Tuesday, October 1, 2013

My teenage son is rebellious and withdrawn. How do I handle him?

My teenage son is rebellious and withdrawn. How do I handle him?

by Agencies

Q: I have a 17-year-old son. I need to learn some tips from you  as to how to handle him at this vulnerable age? Kindly help. —Rita

Answered by Seema Hingorrany, clinical Psychologist/Author

Rita, your concern is a concern for many parents. Your son is at an important stage called adolescence, which is a period of upheaval and conflict. You will realise that a child who was once  co-operative and communicative suddenly has become opinionated, withdrawn and rebellious. Many parents often wake up one morning to find themselves totally bewildered about how to handle this 'stranger' who used to be their child. To inculcate right values you just need to take off your 'parental hat' and exchange it for 'friend's hat' and talk to him about your own personal hopes, fears, wishes, values, etc. When we show them our human side, including our flaws and weaknesses, we give them permission to accept themselves, and then they are likely to feel free to share those feelings with us. Showing respect for your teen's feelings and developing a non-judgemental attitude are your best tools. Teenagers with high self-esteem and positivity make more responsible health choices. (Read: New-age parenting: Understand your adolescent better!)

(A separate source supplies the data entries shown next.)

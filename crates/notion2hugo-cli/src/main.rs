use std::path::PathBuf;

use clap::Parser;
use miette::{IntoDiagnostic, Result};
use notion2hugo_common::config::{
    API_URL_VAR, ASSET_TIMEOUT_VAR, DATA_SOURCE_VAR, DATABASE_ID_VAR, OUTPUT_VAR, TOKEN_VAR,
};
use notion2hugo_common::{ExportConfig, NotionClient};
use notion2hugo_renderer::{ExportOptions, HttpAssetExtractor, StaticSiteExporter};

#[derive(Parser)]
#[command(version, about = "Export a Notion database as Hugo page bundles", long_about = None)]
struct Cli {
    /// Notion integration token
    #[arg(long, env = TOKEN_VAR, hide_env_values = true)]
    token: Option<String>,

    /// Database holding the posts
    #[arg(long, env = DATABASE_ID_VAR)]
    database_id: Option<String>,

    /// Name of the data source inside the database [default: Posts]
    #[arg(long, env = DATA_SOURCE_VAR)]
    data_source: Option<String>,

    /// Base URL of the Notion API
    #[arg(long, env = API_URL_VAR)]
    api_url: Option<String>,

    /// Directory the page bundles are written to [default: content/posts]
    #[arg(short, long, env = OUTPUT_VAR)]
    output: Option<PathBuf>,

    /// Seconds before an image download is abandoned [default: 30]
    #[arg(long, env = ASSET_TIMEOUT_VAR)]
    asset_timeout: Option<u64>,

    /// Log at debug level unless RUST_LOG says otherwise
    #[arg(short, long)]
    verbose: bool,
}

impl Cli {
    fn value_of(&self, var: &str) -> Option<String> {
        match var {
            TOKEN_VAR => self.token.clone(),
            DATABASE_ID_VAR => self.database_id.clone(),
            DATA_SOURCE_VAR => self.data_source.clone(),
            API_URL_VAR => self.api_url.clone(),
            OUTPUT_VAR => self
                .output
                .as_ref()
                .map(|path| path.to_string_lossy().into_owned()),
            ASSET_TIMEOUT_VAR => self.asset_timeout.map(|secs| secs.to_string()),
            _ => None,
        }
    }
}

#[tokio::main]
async fn main() -> Result<()> {
    init_miette()?;
    dotenvy::dotenv().ok();

    let cli = Cli::parse();
    init_tracing(cli.verbose);

    let config = ExportConfig::from_lookup(|var| cli.value_of(var))?;
    let client = NotionClient::from_config(&config);
    let assets = HttpAssetExtractor::new(config.asset_timeout).into_diagnostic()?;

    tracing::info!(
        database_id = %config.database_id,
        output = %config.output_dir.display(),
        "starting export"
    );
    let exporter = StaticSiteExporter::new(&client, &assets, ExportOptions::from(&config));
    let summary = exporter.export_all().await?;

    println!(
        "Exported {} pages to {} ({} asset downloads failed)",
        summary.pages.len(),
        config.output_dir.display(),
        summary.failed_assets
    );
    Ok(())
}

fn init_tracing(verbose: bool) {
    let default_level = if verbose { "debug" } else { "info" };
    tracing_subscriber::fmt()
        .with_env_filter(
            tracing_subscriber::EnvFilter::try_from_default_env()
                .unwrap_or_else(|_| tracing_subscriber::EnvFilter::new(default_level)),
        )
        .with_writer(std::io::stderr)
        .init();
}

fn init_miette() -> Result<()> {
    miette::set_hook(Box::new(|_| {
        Box::new(
            miette::MietteHandlerOpts::new()
                .terminal_links(true)
                .with_cause_chain()
                .color(true)
                .context_lines(5)
                .tab_width(2)
                .break_words(true)
                .build(),
        )
    }))
    .into_diagnostic()?;
    miette::set_panic_hook();
    Ok(())
}
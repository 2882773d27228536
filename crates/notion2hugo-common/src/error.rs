//! Error types for talking to the block source and loading configuration.

use miette::Diagnostic;
use thiserror::Error;

/// Failures fetching or decoding content from the block source.
///
/// Every variant is fatal to an export run.
#[derive(Debug, Error, Diagnostic)]
pub enum SourceError {
    #[error("request to {url} failed")]
    #[diagnostic(
        code(notion::transport),
        help("check network connectivity and NOTION_API_URL")
    )]
    Transport {
        url: String,
        #[source]
        source: reqwest::Error,
    },

    #[error("notion api returned {status} for {url}: {message}")]
    #[diagnostic(code(notion::api))]
    Api {
        url: String,
        status: u16,
        code: String,
        message: String,
    },

    #[error("failed to decode response from {url}")]
    #[diagnostic(code(notion::decode))]
    Decode {
        url: String,
        #[source]
        source: reqwest::Error,
    },

    #[error("invalid block json")]
    #[diagnostic(code(notion::invalid_json))]
    InvalidJson {
        #[source]
        source: serde_json::Error,
    },

    #[error("block {id} of kind `{kind}` has a malformed payload: {reason}")]
    #[diagnostic(code(notion::malformed_block))]
    MalformedBlock {
        id: String,
        kind: String,
        reason: String,
    },

    #[error("data source `{name}` not found in database {database_id}")]
    #[diagnostic(
        code(notion::data_source_not_found),
        help("set NOTION_DATA_SOURCE to the name of one of the database's data sources")
    )]
    DataSourceNotFound { database_id: String, name: String },

    #[error("cannot build endpoint `{path}`: {message}")]
    #[diagnostic(code(notion::endpoint))]
    Endpoint { path: String, message: String },
}

impl SourceError {
    pub(crate) fn malformed(id: &str, kind: &str, reason: impl Into<String>) -> Self {
        Self::MalformedBlock {
            id: id.to_owned(),
            kind: kind.to_owned(),
            reason: reason.into(),
        }
    }
}

/// Configuration loading errors
#[derive(Debug, Error, Diagnostic)]
pub enum ConfigError {
    #[error("missing required environment variable {var}")]
    #[diagnostic(
        code(config::missing_env),
        help("set it in the environment, in .env, or pass the matching command line flag")
    )]
    MissingEnv { var: &'static str },

    #[error("invalid URL {url}: {message}")]
    #[diagnostic(code(config::url_parse))]
    UrlParse { url: String, message: String },

    #[error("{var} must be a whole number, got `{value}`")]
    #[diagnostic(code(config::invalid_number))]
    InvalidNumber { var: &'static str, value: String },
}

Help your teen to build these characteristics by:

-allowing him or her to voice opinions and to be involved in family decisions.
-listening to his or her opinions and feelings helping him or her set realistic goals.
-showing faith in his or her ability to reach those goals giving unconditional love.

Also, one cannot forget that teenagers may look like adults, but they are not. Their brains are still under development, which causes them to be more impulsive, more spontaneous and developmentally not ready to foresee the consequences of their actions. Knowing this  and knowing that they are not ready for certain levels of responsibility can help you better manage your expectations and your relationship.relationships.